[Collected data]
++++++++++

//! Work-side API handed to a task's work function.

use std::sync::Arc;

use tokio::sync::watch;

use super::context::TaskContext;
use super::handle::{TaskHandle, TaskShared};
use super::task::Task;
use super::types::TaskError;
use crate::channel::Conflated;

/// The executing task plus the context it runs under.
///
/// Passed by value to the work function in place of an implicit receiver, so
/// the function can report progress and spawn sub-tasks that inherit the
/// same cancellation token.
#[derive(Clone)]
pub struct TaskScope {
    handle: TaskHandle,
    ctx: TaskContext,
}

impl TaskScope {
    pub(crate) fn new(handle: TaskHandle, ctx: TaskContext) -> Self {
        Self { handle, ctx }
    }

    fn shared(&self) -> &Arc<TaskShared> {
        &self.handle.shared
    }

    pub fn handle(&self) -> &TaskHandle {
        &self.handle
    }

    pub fn context(&self) -> &TaskContext {
        &self.ctx
    }

    pub fn is_cancelled(&self) -> bool {
        self.ctx.is_cancelled()
    }

    pub async fn cancelled(&self) {
        self.ctx.cancelled().await
    }

    /// Start counting towards `total`; resets processed count and progress.
    pub fn set_total_work(&self, total: u64) {
        self.shared().set_total_work(total);
    }

    /// Count one processed unit.
    ///
    /// # Errors
    /// `TaskError::TotalWorkNotSet` if `set_total_work` was never called.
    pub fn increment_progress(&self) -> Result<f64, TaskError> {
        self.shared().increment(1)
    }

    pub fn increment_progress_by(&self, amount: u64) -> Result<f64, TaskError> {
        self.shared().increment(amount)
    }

    /// Publish a progress value directly, clamped to `[0, 1]`.
    pub fn set_progress(&self, progress: f64) {
        self.shared().progress.set(progress.clamp(0.0, 1.0));
    }

    pub fn set_message1(&self, message: impl Into<String>) {
        self.shared().message1.set(message.into());
    }

    pub fn set_message2(&self, message: impl Into<String>) {
        self.shared().message2.set(message.into());
    }

    /// Run `child` as an independent sub-task.
    ///
    /// The child is published on this task's sub-task stream before it
    /// starts, then runs to completion on the caller's execution context. Its
    /// progress and messages stay its own.
    pub async fn run_sub_task<R>(&self, mut child: Task<R>) -> Result<R, TaskError> {
        tracing::debug!(
            parent = %self.handle.id(),
            child = %child.handle().id(),
            title = %child.handle().title(),
            "Spawning sub-task"
        );
        self.shared().sub_tasks.publish(child.handle());
        child.run(&self.ctx.child_context()).await
    }

    /// Run `child` as this task's main sub-task.
    ///
    /// This task's progress and messages are reset, then track the child's
    /// for as long as it runs. Afterwards message2 holds the child's done
    /// message. The child is not published on the sub-task stream.
    pub async fn run_main_task<R>(&self, mut child: Task<R>) -> Result<R, TaskError> {
        let parent = self.shared();
        parent.progress.set(0.0);
        parent.message1.set(String::new());
        parent.message2.set(String::new());

        let child_handle = child.handle();
        tracing::debug!(
            parent = %self.handle.id(),
            child = %child_handle.id(),
            title = %child_handle.title(),
            "Delegating to main sub-task"
        );

        // Subscribe before the child is first polled.
        let progress = child_handle.progress_channel();
        let message1 = child_handle.message1_channel();
        let message2 = child_handle.message2_channel();
        let bind = async {
            futures::join!(
                forward(progress, &parent.progress),
                forward(message1, &parent.message1),
                forward(message2, &parent.message2),
            );
        };
        let ctx = self.ctx.child_context();
        let (result, ()) = futures::join!(child.run(&ctx), bind);

        parent.message2.set(child_handle.done_message().await);
        result
    }
}

/// Copy every value `source` yields into `target` until `source` closes.
async fn forward<T: Clone>(mut source: watch::Receiver<T>, target: &Conflated<T>) {
    while source.changed().await.is_ok() {
        let value = source.borrow_and_update().clone();
        target.set(value);
    }
}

++++++++++

— Exercise brief —
An exact reproduction of all the records is needed.

— Problem solution —
//! Work-side API handed to a task's work function.

use std::sync::Arc;

use tokio::sync::watch;

use super::context::TaskContext;
use super::handle::{TaskHandle, TaskShared};
use super::task::Task;
use super::types::TaskError;
use crate::channel::Conflated;

/// The executing task plus the context it runs under.
///
/// Passed by value to the work function in place of an implicit receiver, so
/// the function can report progress and spawn sub-tasks that inherit the
/// same cancellation token.
#[derive(Clone)]
pub struct TaskScope {
    handle: TaskHandle,
    ctx: TaskContext,
}

impl TaskScope {
    pub(crate) fn new(handle: TaskHandle, ctx: TaskContext) -> Self {
        Self { handle, ctx }
    }

    fn shared(&self) -> &Arc<TaskShared> {
        &self.handle.shared
    }

    pub fn handle(&self) -> &TaskHandle {
        &self.handle
    }

    pub fn context(&self) -> &TaskContext {
        &self.ctx
    }

    pub fn is_cancelled(&self) -> bool {
        self.ctx.is_cancelled()
    }

    pub async fn cancelled(&self) {
        self.ctx.cancelled().await
    }

    /// Start counting towards `total`; resets processed count and progress.
    pub fn set_total_work(&self, total: u64) {
        self.shared().set_total_work(total);
    }

    /// Count one processed unit.
    ///
    /// # Errors
    /// `TaskError::TotalWorkNotSet` if `set_total_work` was never called.
    pub fn increment_progress(&self) -> Result<f64, TaskError> {
        self.shared().increment(1)
    }

    pub fn increment_progress_by(&self, amount: u64) -> Result<f64, TaskError> {
        self.shared().increment(amount)
    }

    /// Publish a progress value directly, clamped to `[0, 1]`.
    pub fn set_progress(&self, progress: f64) {
        self.shared().progress.set(progress.clamp(0.0, 1.0));
    }

    pub fn set_message1(&self, message: impl Into<String>) {
        self.shared().message1.set(message.into());
    }

    pub fn set_message2(&self, message: impl Into<String>) {
        self.shared().message2.set(message.into());
    }

    /// Run `child` as an independent sub-task.
    ///
    /// The child is published on this task's sub-task stream before it
    /// starts, then runs to completion on the caller's execution context. Its
    /// progress and messages stay its own.
    pub async fn run_sub_task<R>(&self, mut child: Task<R>) -> Result<R, TaskError> {
        tracing::debug!(
            parent = %self.handle.id(),
            child = %child.handle().id(),
            title = %child.handle().title(),
            "Spawning sub-task"
        );
        self.shared().sub_tasks.publish(child.handle());
        child.run(&self.ctx.child_context()).await
    }

    /// Run `child` as this task's main sub-task.
    ///
    /// This task's progress and messages are reset, then track the child's
    /// for as long as it runs. Afterwards message2 holds the child's done
    /// message. The child is not published on the sub-task stream.
    pub async fn run_main_task<R>(&self, mut child: Task<R>) -> Result<R, TaskError> {
        let parent = self.shared();
        parent.progress.set(0.0);
        parent.message1.set(String::new());
        parent.message2.set(String::new());

        let child_handle = child.handle();
        tracing::debug!(
            parent = %self.handle.id(),
            child = %child_handle.id(),
            title = %child_handle.title(),
            "Delegating to main sub-task"
        );

        // Subscribe before the child is first polled.
        let progress = child_handle.progress_channel();
        let message1 = child_handle.message1_channel();
        let message2 = child_handle.message2_channel();
        let bind = async {
            futures::join!(
                forward(progress, &parent.progress),
                forward(message1, &parent.message1),
                forward(message2, &parent.message2),
            );
        };
        let ctx = self.ctx.child_context();
        let (result, ()) = futures::join!(child.run(&ctx), bind);

        parent.message2.set(child_handle.done_message().await);
        result
    }
}

/// Copy every value `source` yields into `target` until `source` closes.
async fn forward<T: Clone>(mut source: watch::Receiver<T>, target: &Conflated<T>) {
    while source.changed().await.is_ok() {
        let value = source.borrow_and_update().clone();
        target.set(value);
    }
}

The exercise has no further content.